A VAD may be used for the left ventricle only (LVAD), the right ventricle only (RVAD), or it may be biventricular (BIVAD). However, LVAD is the most common type of VAD. Other terms for a VAD include heart pump, ventricular assist system (VAS), or mechanical circulatory support (MCS). There are several types of VADs. Some VADs involve an external pump. The external pump may be small and portable or connected to a large console at your hospital bedside. External pumps are connected to your heart via catheters that exit your abdomen or leg. Other types of VADs are entirely internal, with the pump placed inside your chest.
A heart transplant may be an option for some people with end-stage heart failure. The heart transplant must be harvested from an organ donor who has died recently and is on life support. The donor must be a good genetic match in order to avoid organ rejection. The donor must also be a similar size and located within your geographical region. There are extensive criteria for becoming a candidate for a heart transplant in addition to the severity of your disease.
After receiving a heart transplant, you will spend several days in the intensive care unit (ICU) so that your condition can be monitored regularly. You will spend between seven and 21 days in the hospital before going home after a heart transplant. You can return to work and normal activities after approximately three months of recovery at home.
Heart transplant extends the life of people who would otherwise die of heart failure. You will need to take immunosuppressants for the rest of your life to prevent your body from rejecting the heart transplant. With rejection carefully controlled, heart transplant recipients can live longer than 10 years.
Making changes to your lifestyle can be hard, but it pays off. Stopping smoking, improving your diet, and increasing your activity level can help you feel better and lower your risk of worsening your heart disease and developing serious complications.
If you smoke, quit. Smoking raises blood pressure, damages red blood cells and blood vessels, and makes blood more likely to clot, which can cause strokes and heart attacks. Smoking actively works against any heart disease treatments and makes it more likely that heart disease will progress and worsen. Even secondhand cigarette smoke has been shown to raise the risk of heart disease.

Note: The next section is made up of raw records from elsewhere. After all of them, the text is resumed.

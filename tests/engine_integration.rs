//! Integration tests for event execution through the engine.

mod common;

use std::thread;

use equip_sim::equipment::{
    Equipment, ExternalControl, HeatPumpState, LoadState, SimulationControl, ThermalControl,
    UserControl,
};
use equip_sim::error::EquipError;
use equip_sim::policy::PolicyKind;
use equip_sim::sim::engine::Engine;
use equip_sim::sim::event::{Event, EventKind, SetPowerPayload};
use equip_sim::sim::scenario::UsageScenario;
use equip_sim::sim::shared::SharedEquipment;
use equip_sim::sim::summary::RunSummary;
use equip_sim::sim::types::{ErrorMode, Outcome};

#[test]
fn switch_on_twice_is_an_illegal_transition() {
    let mut lamp = common::lamp();
    Event::switch_on(common::t(0.0)).execute_on(&mut lamp).unwrap();
    assert_eq!(lamp.state(), LoadState::On);

    let err = Event::switch_on(common::t(1.0)).execute_on(&mut lamp).unwrap_err();
    assert!(matches!(err, EquipError::IllegalStateTransition { .. }));
    assert_eq!(lamp.state(), LoadState::On);
}

#[test]
fn out_of_range_set_power_never_reaches_execution() {
    for power_w in [9.99, 100.01, f64::NAN] {
        let err = Event::new(
            EventKind::SetPower,
            Some(common::t(0.0)),
            Some(SetPowerPayload {
                power_w,
                policy: None,
            }),
            &common::lamp_range(),
        )
        .unwrap_err();
        assert!(matches!(err, EquipError::InvalidPayload { .. }));
    }
}

#[test]
fn missing_time_is_rejected() {
    let err = Event::new(EventKind::SwitchOn, None, None, &common::lamp_range()).unwrap_err();
    assert!(matches!(err, EquipError::InvalidTime { value: None, .. }));
}

#[test]
fn cancelled_events_leave_state_untouched() {
    let mut engine = Engine::new(common::lamp(), ErrorMode::Abort);
    let range = common::lamp_range();
    let on = engine.schedule(Event::switch_on(common::t(1.0))).unwrap();
    let set = engine
        .schedule(Event::set_power(common::t(2.0), 40.0, None, &range).unwrap())
        .unwrap();
    assert!(engine.cancel(on));
    assert!(engine.cancel(set));
    // cancelling again is harmless
    assert!(engine.cancel(on));

    let records = engine.run().unwrap().to_vec();
    assert_eq!(records.len(), 2);
    assert!(records.iter().all(|r| r.outcome == Outcome::Cancelled));
    assert_eq!(engine.equipment().state(), LoadState::Off);
    assert_eq!(engine.equipment().current_power().value, 0.0);
    // nothing left to cancel once handled
    assert!(!engine.cancel(on));
}

#[test]
fn cancelling_after_execution_changes_nothing() {
    let mut engine = Engine::new(common::lamp(), ErrorMode::Abort);
    let on = engine.schedule(Event::switch_on(common::t(1.0))).unwrap();
    engine.run().unwrap();
    let before = engine.records().to_vec();

    assert!(!engine.cancel(on));
    assert_eq!(engine.equipment().state(), LoadState::On);
    assert_eq!(engine.records(), before.as_slice());

    // flagging an already executed event value does not undo it either
    let mut lamp = common::lamp();
    let mut event = Event::switch_on(common::t(0.0));
    event.execute_on(&mut lamp).unwrap();
    event.cancel();
    assert!(event.is_cancelled());
    assert_eq!(lamp.state(), LoadState::On);
    event.execute_on(&mut lamp).unwrap();
    assert_eq!(lamp.state(), LoadState::On);
}

#[test]
fn switch_on_is_illegal_while_heating_or_cooling() {
    for cooling in [false, true] {
        let mut hp = common::standard_heat_pump();
        Event::switch_on(common::t(0.0)).execute_on(&mut hp).unwrap();
        if cooling {
            hp.start_cooling().unwrap();
        } else {
            hp.start_heating().unwrap();
        }
        let mode = hp.state();

        let err = Event::switch_on(common::t(1.0)).execute_on(&mut hp).unwrap_err();
        assert!(matches!(err, EquipError::IllegalStateTransition { .. }));
        assert_eq!(hp.state(), mode);
    }
}

#[test]
fn heat_pump_day_uses_default_and_override_policies() {
    let hp = common::standard_heat_pump();
    let range = *hp.variation();
    let mut engine = Engine::new(hp, ErrorMode::Skip);
    engine
        .schedule_all([
            Event::switch_on(common::t(0.0)),
            Event::set_power(common::t(10.0), 500.0, None, &range).unwrap(),
            Event::set_power(common::t(20.0), 500.0, Some(PolicyKind::Proportional), &range)
                .unwrap(),
            Event::switch_off(common::t(30.0)),
        ])
        .unwrap();
    let records = engine.run().unwrap().to_vec();

    let greedy = records[1].repartition.unwrap();
    assert_eq!((greedy.pump_w, greedy.compressor_w, greedy.sensor_w), (295.0, 200.0, 5.0));

    let proportional = records[2].repartition.unwrap();
    assert!(proportional.compressor_w > 200.0);
    assert!(proportional.pump_w < 295.0);
    assert!((proportional.total_w() - 500.0).abs() < 1e-9);

    let off = &records[3];
    assert_eq!(off.state, "Off");
    assert_eq!(off.repartition.map(|r| r.total_w()), Some(0.0));
}

#[test]
fn infeasible_power_keeps_previous_split() {
    let mut hp = common::standard_heat_pump();
    hp.simulate_switch_on(common::t(0.0)).unwrap();
    hp.set_current_power(1000.0, None).unwrap();
    let before = hp.sub_load_powers();

    // 254 W is below the 255 W minimum sum
    let err = hp.set_current_power(254.0, None).unwrap_err();
    assert!(matches!(err, EquipError::InfeasibleAllocation { .. }));
    assert_eq!(hp.sub_load_powers(), before);
    assert_eq!(hp.current_power().value, 1000.0);
}

#[test]
fn thermal_modes_survive_power_changes_and_end_on_switch_off() {
    let hp = common::standard_heat_pump();
    let range = *hp.variation();
    let mut engine = Engine::new(hp, ErrorMode::Abort);
    engine.schedule(Event::switch_on(common::t(0.0))).unwrap();
    engine.run().unwrap();

    let (mut hp, _) = engine.into_parts();
    hp.start_cooling().unwrap();
    hp.set_target_temperature(16.0).unwrap();
    assert!(matches!(
        hp.set_target_temperature(35.0),
        Err(EquipError::InvalidTemperature { .. })
    ));
    assert_eq!(hp.target_temperature().value, 16.0);

    let mut engine = Engine::new(hp, ErrorMode::Abort);
    engine
        .schedule(Event::set_power(common::t(5.0), 800.0, None, &range).unwrap())
        .unwrap();
    engine.schedule(Event::switch_off(common::t(6.0))).unwrap();
    engine.run_until(common::t(5.0)).unwrap();
    assert_eq!(engine.equipment().state(), HeatPumpState::Cooling);
    engine.run().unwrap();
    assert_eq!(engine.equipment().state(), HeatPumpState::Off);
}

#[test]
fn generated_usage_runs_without_rejections() {
    let lamp = common::lamp();
    let scenario = UsageScenario::new(11, common::t(86_400.0), 8, 3);
    let events = scenario.generate(lamp.variation()).unwrap();

    let mut engine = Engine::new(lamp, ErrorMode::Abort);
    engine.schedule_all(events).unwrap();
    let records = engine.run().unwrap().to_vec();
    assert_eq!(records.len(), 8 * 5);

    let summary = RunSummary::from_records("lamp", &records, common::t(86_400.0));
    assert_eq!(summary.executed, 40);
    assert_eq!(summary.rejected, 0);
    assert_eq!(summary.final_state.as_deref(), Some("Off"));
    assert!(summary.energy_wh > 0.0);
    assert!(summary.peak_power_w <= 100.0);
}

#[test]
fn shared_equipment_serializes_threads_per_equipment() {
    let lamp = SharedEquipment::new(common::lamp());
    let hp = SharedEquipment::new(common::standard_heat_pump());
    let at = common::t(0.0);

    let handles: Vec<_> = (0..4)
        .flat_map(|_| {
            let lamp = lamp.clone();
            let hp = hp.clone();
            [
                thread::spawn(move || lamp.execute(&Event::switch_on(at)).is_ok()),
                thread::spawn(move || hp.execute(&Event::switch_on(at)).is_ok()),
            ]
        })
        .collect();
    let successes = handles
        .into_iter()
        .map(|h| h.join().unwrap_or(false))
        .filter(|ok| *ok)
        .count();

    // one success per equipment
    assert_eq!(successes, 2);
    assert!(lamp.read(|l| l.is_on()));
    assert!(hp.read(|h| h.is_switched_on()));
    assert_eq!(hp.read(|h| h.label().to_string()), "heat_pump");
}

For people with heart disease, nutrition is one of the most important ways you can control your cholesterol and blood pressure and avoid the development of serious complications in the long term. A healthy diet can also help you manage your weight and blood glucose and combat inflammation, which plays a key role in many forms of heart disease. In general, focus your diet on fresh vegetables and fruit, whole grains, legumes, fish, low-fat dairy products, and sources of healthy unsaturated fats such as nuts. Avoid saturated (animal) fats such as fatty beef, butter, and chicken skin, which can raise cholesterol and contribute to inflammation. Limit sodium intake to control your blood pressure, and eat plenty of fiber, which seems to help lower both cholesterol and blood pressure.
In addition to strengthening the heart and other muscles, exercise can help you control cholesterol and blood pressure, promote a healthy weight, improve your mood, and prevent serious complications such as diabetes and osteoporosis from developing. Any amount of exercise is more beneficial than no exercise at all. It is never too late to start being more active. Regular exercise does not necessarily mean going to the gym or playing sports. Nearly any physical activity that gets you up and moving can provide significant benefits to those with heart disease. Small lifestyle changes such as taking the stairs, parking further from the door, and taking walks during work breaks can increase the amount of exercise you get.